Hu Hae-Jin, Goh Sung-Ho, Lee Yeon-Su
Functional Genomics Branch, Research Institute, National Cancer Center, Gyeonggi-do, Republic of Korea.
Genes Genet Syst. 2010;85(6):383-94. doi: 10.1266/ggs.85.383.
Alternative splicing is a main component of protein diversity, and aberrant splicing is known to be one of the main causes of genetic disorders such as cancer. Many statistical and computational approaches have identified several major factors that determine the splicing event, such as exon/intron length, splice site strength, and density of splicing enhancers or silencers. These factors may be correlated with one another and thus result in a specific type of splicing, but there has not been a systematic approach to extracting comprehensible association patterns. Here, we attempted to understand the decision making process of the learning machine on intron retention event. We adopted a hybrid learning machine approach using a random forest and association rule mining algorithm to determine the governing factors of intron retention events and their combined effect on decision-making processes. By quantifying all candidate features into five category values, we enhanced the understandability of generated rules. The interesting features found by the random forest algorithm are that only the adenine- and thymine-based triplets such as ATA, TTA, and ATT, but not the known intronic splicing enhancer GGG triplet is shown the significant features. The rules generated by the association rule mining algorithm also show that constitutive introns are generally characterized by high adenine- and thymine-based triplet frequency (level 3 and above), 3' and 5' splice site scores, exonic splicing silencer scores, and intron length, whereas retained introns are characterized by low-level counterpart scores.

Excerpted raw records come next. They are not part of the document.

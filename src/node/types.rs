use crate::models::{
    BlockRecord, BlockTransactions, LogRecord, ReceiptRecord, TransactionRecord, TxStatus,
};
use alloy_primitives::{Address, Bytes, B256, U256, U64};
use serde::{Deserialize, Serialize};

// Payloads exactly as the node sends them (hex quantities); converted into the
// display models before anything leaves the node module

#[derive(Debug, Clone, Deserialize)]
#[serde(rename_all = "camelCase")]
pub struct RpcHeader {
    #[serde(with = "alloy_serde::quantity")]
    pub number: u64,
}

#[derive(Debug, Clone, Deserialize)]
#[serde(rename_all = "camelCase")]
pub struct RpcTransaction {
    pub hash: B256,
    #[serde(default, with = "alloy_serde::quantity")]
    pub nonce: u64,
    #[serde(default)]
    pub block_hash: Option<B256>,
    #[serde(default, with = "alloy_serde::quantity::opt")]
    pub block_number: Option<u64>,
    #[serde(default, with = "alloy_serde::quantity::opt")]
    pub transaction_index: Option<u64>,
    pub from: Address,
    #[serde(default)]
    pub to: Option<Address>,
    #[serde(default)]
    pub value: Option<U256>,
    #[serde(default)]
    pub gas_price: Option<U256>,
    #[serde(default, with = "alloy_serde::quantity")]
    pub gas: u64,
    #[serde(default)]
    pub input: Bytes,
}

impl From<RpcTransaction> for TransactionRecord {
    // Missing value/gasPrice become zero so formatting never sees an absent amount
    fn from(tx: RpcTransaction) -> Self {
        let status = if tx.block_number.is_some() { TxStatus::Confirmed } else { TxStatus::Pending };
        TransactionRecord {
            hash: tx.hash,
            nonce: tx.nonce,
            block_hash: tx.block_hash,
            block_number: tx.block_number,
            transaction_index: tx.transaction_index,
            from: tx.from,
            to: tx.to,
            value: tx.value.unwrap_or_default(),
            gas_price: tx.gas_price.unwrap_or_default(),
            gas: tx.gas,
            input: tx.input,
            status,
            timestamp: None,
            gas_used: None,
            logs: None,
            contract_address: None,
        }
    }
}

#[derive(Debug, Clone, Deserialize)]
#[serde(untagged)]
pub enum RpcBlockTransactions {
    Full(Vec<RpcTransaction>),
    Hashes(Vec<B256>),
}

#[derive(Debug, Clone, Deserialize)]
#[serde(rename_all = "camelCase")]
pub struct RpcBlock {
    #[serde(with = "alloy_serde::quantity")]
    pub number: u64,
    pub hash: B256,
    pub parent_hash: B256,
    #[serde(with = "alloy_serde::quantity")]
    pub timestamp: u64,
    #[serde(default)]
    pub miner: Address,
    #[serde(with = "alloy_serde::quantity")]
    pub gas_used: u64,
    #[serde(with = "alloy_serde::quantity")]
    pub gas_limit: u64,
    #[serde(default, with = "alloy_serde::quantity")]
    pub size: u64,
    #[serde(default)]
    pub base_fee_per_gas: Option<U256>,
    pub transactions: RpcBlockTransactions,
}

impl From<RpcBlock> for BlockRecord {
    fn from(block: RpcBlock) -> Self {
        let transactions = match block.transactions {
            RpcBlockTransactions::Full(txs) => {
                BlockTransactions::Full(txs.into_iter().map(TransactionRecord::from).collect())
            }
            RpcBlockTransactions::Hashes(hashes) => BlockTransactions::Hashes(hashes),
        };
        BlockRecord {
            number: block.number,
            hash: block.hash,
            parent_hash: block.parent_hash,
            timestamp: block.timestamp,
            miner: block.miner,
            gas_used: block.gas_used,
            gas_limit: block.gas_limit,
            size: block.size,
            base_fee_per_gas: block.base_fee_per_gas,
            transactions,
        }
    }
}

#[derive(Debug, Clone, Deserialize)]
#[serde(rename_all = "camelCase")]
pub struct RpcLog {
    pub address: Address,
    #[serde(default)]
    pub topics: Vec<B256>,
    #[serde(default)]
    pub data: Bytes,
}

impl From<RpcLog> for LogRecord {
    fn from(log: RpcLog) -> Self {
        LogRecord { address: log.address, topics: log.topics, data: log.data }
    }
}

#[derive(Debug, Clone, Deserialize)]
#[serde(rename_all = "camelCase")]
pub struct RpcReceipt {
    pub transaction_hash: B256,
    // Absent on pre-Byzantium receipts, which carry a state root instead
    #[serde(default)]
    pub status: Option<U64>,
    #[serde(with = "alloy_serde::quantity")]
    pub gas_used: u64,
    #[serde(default)]
    pub logs: Vec<RpcLog>,
    #[serde(default)]
    pub contract_address: Option<Address>,
    #[serde(default, with = "alloy_serde::quantity::opt")]
    pub block_number: Option<u64>,
}

impl From<RpcReceipt> for ReceiptRecord {
    fn from(receipt: RpcReceipt) -> Self {
        ReceiptRecord {
            transaction_hash: receipt.transaction_hash,
            status: receipt.status.map(|s| s == U64::from(1)).unwrap_or(true),
            gas_used: receipt.gas_used,
            logs: receipt.logs.into_iter().map(LogRecord::from).collect(),
            contract_address: receipt.contract_address,
            block_number: receipt.block_number,
        }
    }
}

// eth_call request object
#[derive(Debug, Clone, Serialize)]
pub struct CallRequest {
    pub to: Address,
    pub data: Bytes,
}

可变剪接是蛋白质多样性的主要组成部分,已知异常剪接是癌症等遗传疾病的主要原因之一。许多统计和计算方法已经确定了决定剪接事件的几个主要因素,例如外显子/内含子长度、剪接位点强度以及剪接增强子或沉默子的密度。这些因素可能相互关联,从而导致特定类型的剪接,但尚未有一种系统的方法来提取可理解的关联模式。在这里,我们试图了解学习机器在保留内含子事件上的决策过程。我们采用了一种混合学习机器方法,使用随机森林和关联规则挖掘算法来确定保留内含子事件的控制因素及其对决策过程的综合影响。通过将所有候选特征量化为五个类别值,我们提高了生成规则的可理解性。随机森林算法发现的有趣特征是,只有基于腺嘌呤和胸腺嘧啶的三联体,如ATA、TTA和ATT,而不是已知的内含子剪接增强子GGG三联体显示出显著特征。关联规则挖掘算法生成的规则还表明,组成型内含子通常具有高基于腺嘌呤和胸腺嘧啶的三联体频率(3级及以上)、3'和5'剪接位点得分、外显子剪接沉默子得分以及内含子长度的特征,而保留的内含子则具有低水平对应得分的特征。